- What you have to do -
Whenever a line of the entries below holds the string "LinkedTaskCompletion", copy that line and return it.

- Items listed in a dataset -

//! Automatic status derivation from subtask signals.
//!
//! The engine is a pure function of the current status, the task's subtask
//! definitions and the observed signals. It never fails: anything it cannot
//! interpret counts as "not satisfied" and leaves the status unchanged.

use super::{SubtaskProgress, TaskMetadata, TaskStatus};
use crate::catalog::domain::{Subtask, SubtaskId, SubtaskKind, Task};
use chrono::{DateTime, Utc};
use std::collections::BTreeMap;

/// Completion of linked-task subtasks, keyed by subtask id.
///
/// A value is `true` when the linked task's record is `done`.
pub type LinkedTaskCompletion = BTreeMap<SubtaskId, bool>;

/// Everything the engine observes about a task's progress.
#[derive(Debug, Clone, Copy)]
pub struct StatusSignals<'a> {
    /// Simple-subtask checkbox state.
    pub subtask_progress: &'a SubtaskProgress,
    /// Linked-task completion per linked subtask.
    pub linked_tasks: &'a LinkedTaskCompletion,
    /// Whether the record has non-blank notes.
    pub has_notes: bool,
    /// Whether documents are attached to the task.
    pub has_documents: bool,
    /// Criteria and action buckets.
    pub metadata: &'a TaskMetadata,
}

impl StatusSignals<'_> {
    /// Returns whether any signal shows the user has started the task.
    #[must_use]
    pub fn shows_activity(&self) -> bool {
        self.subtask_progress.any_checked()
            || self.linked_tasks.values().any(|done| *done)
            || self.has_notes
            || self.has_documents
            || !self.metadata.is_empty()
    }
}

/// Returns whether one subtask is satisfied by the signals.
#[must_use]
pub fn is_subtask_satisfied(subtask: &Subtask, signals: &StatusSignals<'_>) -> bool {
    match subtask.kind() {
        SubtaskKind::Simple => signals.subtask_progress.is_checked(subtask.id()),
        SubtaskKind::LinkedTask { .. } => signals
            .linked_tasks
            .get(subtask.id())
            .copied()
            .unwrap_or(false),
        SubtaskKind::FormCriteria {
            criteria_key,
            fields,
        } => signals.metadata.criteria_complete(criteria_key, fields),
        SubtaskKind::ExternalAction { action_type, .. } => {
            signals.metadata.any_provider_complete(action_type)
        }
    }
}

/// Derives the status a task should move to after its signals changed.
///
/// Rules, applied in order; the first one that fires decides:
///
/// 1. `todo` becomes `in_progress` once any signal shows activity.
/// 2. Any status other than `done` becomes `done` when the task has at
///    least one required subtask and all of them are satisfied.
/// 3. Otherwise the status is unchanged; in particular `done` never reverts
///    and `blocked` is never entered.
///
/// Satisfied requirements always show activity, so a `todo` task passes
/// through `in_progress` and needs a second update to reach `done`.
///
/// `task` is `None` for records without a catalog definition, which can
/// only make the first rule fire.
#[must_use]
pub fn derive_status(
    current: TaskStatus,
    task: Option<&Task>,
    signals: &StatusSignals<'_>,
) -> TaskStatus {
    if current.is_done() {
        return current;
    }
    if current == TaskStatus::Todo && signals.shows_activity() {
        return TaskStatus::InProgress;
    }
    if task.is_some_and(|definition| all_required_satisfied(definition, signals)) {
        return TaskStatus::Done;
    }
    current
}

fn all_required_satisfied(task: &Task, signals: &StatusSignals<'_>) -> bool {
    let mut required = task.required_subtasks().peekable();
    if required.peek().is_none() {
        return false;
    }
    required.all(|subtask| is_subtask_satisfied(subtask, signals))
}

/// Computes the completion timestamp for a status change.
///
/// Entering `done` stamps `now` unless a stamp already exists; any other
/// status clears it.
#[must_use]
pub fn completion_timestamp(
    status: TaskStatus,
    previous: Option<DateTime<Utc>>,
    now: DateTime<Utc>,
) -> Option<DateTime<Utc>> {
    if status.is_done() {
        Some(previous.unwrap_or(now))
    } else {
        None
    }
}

- Response to the exercise -
pub type LinkedTaskCompletion = BTreeMap<SubtaskId, bool>;
    pub linked_tasks: &'a LinkedTaskCompletion,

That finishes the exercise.